L'équipe de l'expédition 5300 repart au Pérou ce dimanche pour une nouvelle phase de leurs recherche sur les habitants de la ville la plus haute du monde. Dans un environnement presque invivable, ils ont développé des capacités uniques afin de s'adapter à leur milieu.
L'expédition 5300 pose de nouveau ses valises au Pérou. Une équipe de scientifiques français, composée essentiellement de chercheurs grenoblois, s'est envolée dimanche 26 janvier pour l'Amérique du Sud afin de poursuivre ses recherches sur la population d'une ville perchée à 5 300 mètres d'altitude : La Rinconada. Ils cherchent à comprendre les mécanismes d'adaptation du corps humain à cet environnement extrême où la "vie humaine permanente" est théoriquement impossible.
Une première phase de recherches a été menée entre janvier et mars 2019 par une quinzaine de chercheurs auprès des 50 000 habitants de cette ville très haut perchée en altitude. Il s'agit d'une cité minière exposée à une pression atmosphérique et à un taux d'oxygène quasiment invivables.
Durant cinq semaines, l'équipe de scientifiques missionnée a réalisé une série de tests, de mesures et de prélèvements sur une centaine de Péruviens volontaires de trois villes du pays, dont 60 à La Rinconada, après l'installation d'un laboratoire de physiologie et de biologie humaine mobile.
Résultats inédits
Dévoilés à Grenoble début janvier, les premiers résultats de l'expérimentation ont révélé que le taux de globules rouges présents dans le sang des habitants de La Rinconada pouvait atteindre jusqu'à 85%, soit une masse d'hémoglobine jamais mesurée auparavant chez l'être humain, et qui représente une menace pour le coeur et le cerveau.
"Un habitant de plaine présentant de telles valeurs serait immédiatement hospitalisé tant cette quantité pourrait lui être fatale", précisent les scientifiques. L'étude souligne également que cette population a développé "au fil des générations des adaptations uniques pour tolérer un sang si concentré en globules rouges, avec des modifications physiques des composants du sang, une dilatation forte des vaisseaux sanguins ou encore un remodelage du coeur".

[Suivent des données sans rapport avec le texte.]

//! Two-coin StableSwap curve (Curve / Saddle style).
//!
//! Specialised for pegged assets. Balances are first normalized to
//! [`STABLE_DECIMALS`] with per-token precision multipliers, then priced
//! against the invariant
//!
//! ```text
//! A·n^n·(x + y) + D = A·D·n^n + D^(n+1) / (n^n · x · y)      (n = 2)
//! ```
//!
//! `A` is stored multiplied by [`A_PRECISION`]. Both `D` and the balance
//! `y` solving the invariant for a new `x` are found by Newton iteration,
//! capped at [`MAX_LOOP_LIMIT`] steps and converged when two successive
//! iterates differ by at most one unit.
//!
//! # Amplification Behaviour
//!
//! | A | Curve |
//! |---|-------|
//! | 1 | Close to constant product |
//! | 50–5 000 | Flat near the peg |
//! | → ∞ | Constant sum (1:1 swaps) |

use alloy_primitives::U256;
use num_bigint::BigUint;

use crate::constants::{A_PRECISION, FEE_ACCURACY, MAX_LOOP_LIMIT, N_COINS, STABLE_DECIMALS};
use crate::domain::{CurveId, DirectedReserves, Fraction, Rounding};
use crate::error::AmmError;
use crate::math::{to_big, CheckedArithmetic};
use crate::traits::SwapCurve;

// ---------------------------------------------------------------------------
// StableSwap solvers
// ---------------------------------------------------------------------------

/// Precision multiplier lifting a balance with `decimals` to [`STABLE_DECIMALS`].
///
/// # Errors
///
/// Returns [`AmmError::InvalidConfiguration`] if `decimals` exceeds
/// [`STABLE_DECIMALS`].
pub fn precision_multiplier(decimals: u8) -> Result<U256, AmmError> {
    let shift = STABLE_DECIMALS
        .checked_sub(decimals)
        .ok_or(AmmError::InvalidConfiguration(
            "stable pairs support at most 18 decimals",
        ))?;
    Ok(U256::from(10u8).pow(U256::from(shift)))
}

/// Computes the invariant `D` of two normalized balances.
///
/// ```text
/// D_P    = D³ / (4·x·y)                                        (stepwise)
/// D_next = (nA·S/A_P + 2·D_P) · D / ((nA − A_P)·D/A_P + 3·D_P)
/// ```
///
/// with `nA = amp · 2` and `S = x + y`, starting from `D = S`.
///
/// # Errors
///
/// - [`AmmError::ConvergenceFailure`] after [`MAX_LOOP_LIMIT`] iterations.
/// - [`AmmError::DivisionByZero`] if exactly one balance is zero.
/// - [`AmmError::Overflow`] on 256-bit overflow.
pub fn compute_d(x: U256, y: U256, amp: U256) -> Result<U256, AmmError> {
    let n = U256::from(N_COINS);
    let a_precision = U256::from(A_PRECISION);
    let s = x.safe_add(y, "D: S")?;
    if s.is_zero() {
        return Ok(U256::ZERO);
    }

    let n_a = amp.safe_mul(n, "D: nA")?;
    let two_x = x.safe_mul(n, "D: n·x")?;
    let two_y = y.safe_mul(n, "D: n·y")?;

    let mut d = s;
    for iteration in 0..MAX_LOOP_LIMIT {
        // D_P = D · D / (2x) · D / (2y)
        let d_p = d
            .safe_mul(d, "D: D_P·D")?
            .safe_div(two_x, Rounding::Down)?
            .safe_mul(d, "D: D_P·D")?
            .safe_div(two_y, Rounding::Down)?;

        let d_prev = d;

        let numerator = n_a
            .safe_mul(s, "D: nA·S")?
            .safe_div(a_precision, Rounding::Down)?
            .safe_add(d_p.safe_mul(n, "D: n·D_P")?, "D: numerator inner")?
            .safe_mul(d, "D: numerator")?;
        let denominator = n_a
            .safe_sub(a_precision, "D: nA − A_P")?
            .safe_mul(d, "D: denominator left")?
            .safe_div(a_precision, Rounding::Down)?
            .safe_add(
                d_p.safe_mul(n.safe_add(U256::from(1u8), "D: n+1")?, "D: (n+1)·D_P")?,
                "D: denominator",
            )?;

        d = numerator.safe_div(denominator, Rounding::Down)?;

        if d.abs_diff(d_prev) <= U256::from(1u8) {
            tracing::trace!(iterations = iteration + 1, "stable invariant converged");
            return Ok(d);
        }
    }

    tracing::warn!(%x, %y, %amp, "stable invariant did not converge");
    Err(AmmError::ConvergenceFailure {
        stage: "invariant D",
        iterations: MAX_LOOP_LIMIT,
    })
}

/// Computes the balance `y` of the other coin once one coin's normalized
/// balance is set to `x`, keeping the invariant `d`.
///
/// ```text
/// c      = D · D / (2x) · D · A_P / (nA · 2)
/// b      = x + D · A_P / nA
/// y_next = (y² + c) / (2y + b − D)
/// ```
///
/// starting from `y = D`.
///
/// # Errors
///
/// - [`AmmError::ConvergenceFailure`] after [`MAX_LOOP_LIMIT`] iterations.
/// - [`AmmError::DivisionByZero`] if `x` is zero.
/// - [`AmmError::Overflow`] on 256-bit overflow.
pub fn compute_y(x: U256, d: U256, amp: U256) -> Result<U256, AmmError> {
    let n = U256::from(N_COINS);
    let a_precision = U256::from(A_PRECISION);
    let n_a = amp.safe_mul(n, "y: nA")?;

    let c = d
        .safe_mul(d, "y: c")?
        .safe_div(x.safe_mul(n, "y: n·x")?, Rounding::Down)?
        .safe_mul(d, "y: c·D")?
        .safe_mul(a_precision, "y: c·A_P")?
        .safe_div(n_a.safe_mul(n, "y: nA·n")?, Rounding::Down)?;
    let b = x.safe_add(
        d.safe_mul(a_precision, "y: D·A_P")?
            .safe_div(n_a, Rounding::Down)?,
        "y: b",
    )?;

    let mut y = d;
    for iteration in 0..MAX_LOOP_LIMIT {
        let y_prev = y;
        let numerator = y.safe_mul(y, "y: y²")?.safe_add(c, "y: y² + c")?;
        let denominator = y
            .safe_mul(n, "y: 2y")?
            .safe_add(b, "y: 2y + b")?
            .safe_sub(d, "y: 2y + b − D")?;
        y = numerator.safe_div(denominator, Rounding::Down)?;

        if y.abs_diff(y_prev) <= U256::from(1u8) {
            tracing::trace!(iterations = iteration + 1, "stable balance converged");
            return Ok(y);
        }
    }

    tracing::warn!(%x, %d, %amp, "stable balance did not converge");
    Err(AmmError::ConvergenceFailure {
        stage: "balance y",
        iterations: MAX_LOOP_LIMIT,
    })
}

// ---------------------------------------------------------------------------
// StableCurve
// ---------------------------------------------------------------------------

/// Normalized view of a pair: balances at 18 decimals, their multipliers
/// and the invariant.
struct Normalized {
    x_in: U256,
    x_out: U256,
    mul_in: U256,
    mul_out: U256,
    d: U256,
}

/// The two-coin StableSwap pricing formula.
///
/// # Example
///
/// ```rust
/// use alloy_primitives::{Address, U256};
/// use multicurve_sdk::curves::StableCurve;
/// use multicurve_sdk::domain::DirectedReserves;
/// use multicurve_sdk::traits::SwapCurve;
///
/// let curve = StableCurve::new(U256::from(20_000u64)).expect("A = 200");
/// let reserves = DirectedReserves::new(
///     (Address::repeat_byte(1), Address::repeat_byte(2)),
///     (U256::from(1_000_000_000_000u64), U256::from(1_000_000_000_000u64)),
///     (6, 6),
///     500,
/// );
/// let out = curve.amount_out(&reserves, U256::from(1_000_000u64)).expect("quote");
/// // Near the peg a stable pair pays out almost one-for-one, minus the fee.
/// assert!(out > U256::from(999_000u64) && out < U256::from(1_000_000u64));
/// ```
#[derive(Debug, Clone, Copy, PartialEq, Eq)]
pub struct StableCurve {
    amplification: U256,
}

impl StableCurve {
    /// Creates a stable curve with `amplification` already scaled by
    /// [`A_PRECISION`].
    ///
    /// # Errors
    ///
    /// Returns [`AmmError::InvalidConfiguration`] if `amplification` is below
    /// [`A_PRECISION`] (an effective `A` under 1).
    pub fn new(amplification: U256) -> Result<Self, AmmError> {
        if amplification < U256::from(A_PRECISION) {
            return Err(AmmError::InvalidConfiguration(
                "amplification coefficient must be at least A_PRECISION",
            ));
        }
        Ok(Self { amplification })
    }

    /// Returns the amplification coefficient, scaled by [`A_PRECISION`].
    #[must_use]
    pub const fn amplification(&self) -> U256 {
        self.amplification
    }

    fn normalize(&self, reserves: &DirectedReserves) -> Result<Normalized, AmmError> {
        let mul_in = precision_multiplier(reserves.decimals_in())?;
        let mul_out = precision_multiplier(reserves.decimals_out())?;
        let x_in = reserves.reserve_in().safe_mul(mul_in, "normalized input reserve")?;
        let x_out = reserves.reserve_out().safe_mul(mul_out, "normalized output reserve")?;
        let d = compute_d(x_in, x_out, self.amplification)?;
        Ok(Normalized {
            x_in,
            x_out,
            mul_in,
            mul_out,
            d,
        })
    }

    /// Smallest input whose forward quote delivers `amount_out`, searched
    /// around `estimate`.
    ///
    /// The inverse solve and the forward quote round independently, so the
    /// estimate can land a few units either side of the true minimum. It is
    /// first raised until it suffices, then the bound is galloped down and
    /// bisected.
    fn settle_input(
        &self,
        reserves: &DirectedReserves,
        pool: &Normalized,
        amount_out: U256,
        estimate: U256,
    ) -> Result<U256, AmmError> {
        let one = U256::from(1u8);
        let delivers = |amount_in: U256| -> Result<bool, AmmError> {
            Ok(self.quote_out(reserves, pool, amount_in)? >= amount_out)
        };

        let mut high = estimate;
        let mut raised = 0u32;
        while !delivers(high)? {
            if raised == MAX_LOOP_LIMIT {
                tracing::warn!(%amount_out, "stable exact-output input did not settle");
                return Err(AmmError::ConvergenceFailure {
                    stage: "exact-output input",
                    iterations: MAX_LOOP_LIMIT,
                });
            }
            high = high.safe_add(one, "adjusted input")?;
            raised += 1;
        }

        // `low` never delivers, `high` always does.
        let mut stride = one;
        let mut low = loop {
            let candidate = high.saturating_sub(stride);
            if candidate.is_zero() || !delivers(candidate)? {
                break candidate;
            }
            high = candidate;
            stride = stride.saturating_mul(U256::from(2u8));
        };
        while high - low > one {
            let mid = low + (high - low) / U256::from(2u8);
            if delivers(mid)? {
                high = mid;
            } else {
                low = mid;
            }
        }

        if raised > 0 {
            tracing::trace!(steps = raised, "stable exact-output input raised");
        }
        Ok(high)
    }

    /// Exact-input quote against an already normalized pair; `Ok(0)` when
    /// the input is too small to move the output balance.
    fn quote_out(
        &self,
        reserves: &DirectedReserves,
        pool: &Normalized,
        amount_in: U256,
    ) -> Result<U256, AmmError> {
        let accuracy = U256::from(FEE_ACCURACY);
        let in_after_fee = amount_in
            .safe_mul(
                accuracy.safe_sub(U256::from(reserves.swap_fee()), "fee complement")?,
                "input after fee",
            )?
            .safe_div(accuracy, Rounding::Down)?;
        let x = pool.x_in.safe_add(
            in_after_fee.safe_mul(pool.mul_in, "normalized input")?,
            "new input balance",
        )?;
        let y = compute_y(x, pool.d, self.amplification)?;

        // One unit is kept back against solver rounding.
        let Some(dy) = pool
            .x_out
            .checked_sub(y)
            .and_then(|v| v.checked_sub(U256::from(1u8)))
        else {
            return Ok(U256::ZERO);
        };
        dy.safe_div(pool.mul_out, Rounding::Down)
    }
}

impl SwapCurve for StableCurve {
    fn curve_id(&self) -> CurveId {
        CurveId::Stable
    }

    fn amount_out(&self, reserves: &DirectedReserves, amount_in: U256) -> Result<U256, AmmError> {
        if amount_in.is_zero() {
            return Err(AmmError::InvalidQuantity("input amount must be non-zero"));
        }
        if reserves.is_empty() {
            return Err(reserves.insufficient_liquidity());
        }

        let pool = self.normalize(reserves)?;
        let amount_out = self.quote_out(reserves, &pool, amount_in)?;

        if amount_out.is_zero() {
            return Err(reserves.insufficient_input());
        }
        if amount_out >= reserves.reserve_out() {
            return Err(reserves.insufficient_liquidity());
        }
        Ok(amount_out)
    }

    fn amount_in(&self, reserves: &DirectedReserves, amount_out: U256) -> Result<U256, AmmError> {
        if amount_out.is_zero() {
            return Err(AmmError::InvalidQuantity("output amount must be non-zero"));
        }
        if reserves.is_empty() || amount_out >= reserves.reserve_out() {
            return Err(reserves.insufficient_liquidity());
        }

        let pool = self.normalize(reserves)?;
        let accuracy = U256::from(FEE_ACCURACY);
        let complement = accuracy.safe_sub(U256::from(reserves.swap_fee()), "fee complement")?;
        if complement.is_zero() {
            return Err(AmmError::InvalidConfiguration("swap fee consumes the whole input"));
        }

        let y = pool.x_out.safe_sub(
            amount_out.safe_mul(pool.mul_out, "normalized output")?,
            "new output balance",
        )?;
        let x = compute_y(y, pool.d, self.amplification)?;
        let in_after_fee = x
            .saturating_sub(pool.x_in)
            .safe_div(pool.mul_in, Rounding::Up)?;
        let estimate = in_after_fee
            .safe_mul(accuracy, "gross input")?
            .safe_div(complement, Rounding::Up)?;

        self.settle_input(reserves, &pool, amount_out, estimate)
    }

    fn spot_price(&self, reserves: &DirectedReserves) -> Result<Fraction, AmmError> {
        if reserves.is_empty() {
            return Err(reserves.insufficient_liquidity());
        }
        let pool = self.normalize(reserves)?;

        // -dy/dx of the invariant at (x, y), in normalized units:
        // (8·amp·x²y² + A_P·D³·y) / (8·amp·x²y² + A_P·D³·x)
        let x = to_big(pool.x_in);
        let y = to_big(pool.x_out);
        let d = to_big(pool.d);
        let d_cubed = &d * &d * &d * BigUint::from(A_PRECISION);
        let shared = BigUint::from(8u8) * to_big(self.amplification) * &x * &x * &y * &y;

        let numerator = (&shared + &d_cubed * &y) * to_big(pool.mul_in);
        let denominator = (shared + d_cubed * x) * to_big(pool.mul_out);
        Fraction::new(numerator, denominator)
    }
}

"Cette population est en équilibre entre des adaptations extrêmes à la vie en altitude [...] et des phénomènes d'usure ou d'intolérance face au manque d'oxygène qui pour certains habitants débouchent sur un état pathologique", explique Samuel Vergès, chercheur au laboratoire hypoxie-physiopathologie de l'université Grenoble-Alpes (UGA).
Améliorer la prise en charge sanitaire
La nouvelle phase d'expérimentations qui s'ouvre, et débutera concrètement le 31 janvier après la période d'acclimatation de l'équipe de scientifiques, sera menée durant cinq semaines. Elle aura cette fois pour objectif d'améliorer la prise en charge de l'état de santé de la population de La Rinconada, qui a développé des maladies spécifiques liées à son exposition à un taux d'oxygène réduit de moitié comparé à celui du niveau de la mer.
Les chercheurs vont effectuer des essais médicamenteux sur soixante habitants volontaires de la ville durant trois semaines afin d'évaluer ses effets à court terme, avant le lancement d'une autre phase d'étude prévue en août prochain pour mesurer les effets du traitement sur le long terme.
Durant près d'un an, l'équipe de scientifiques engagée dans cette expédition a analysé les données recueillies lors de son premier séjour sur place au contact des habitants de La Rinconada, avec l'objectif de définir une prise en charge mieux adaptée de leur état de santé.
Environ 25% de ses habitants sont sujets au célèbre syndrome du "mal des montagnes", provoqué par un phénomène d'hypoxie, résultat d'un manque d'oxygène disponible pour les tissus de l'organisme en raison de la diminution de la pression atmosphérique.
Le syndrome touche 5 à 20% des personnes vivant à haute altitude, soit plus de 100 millions de personnes à travers le monde selon les scientifiques, et se manifeste par des vertiges, des maux de tête, des acouphènes, un phénomène d'essoufflement et de production de globules rouges à l'excès.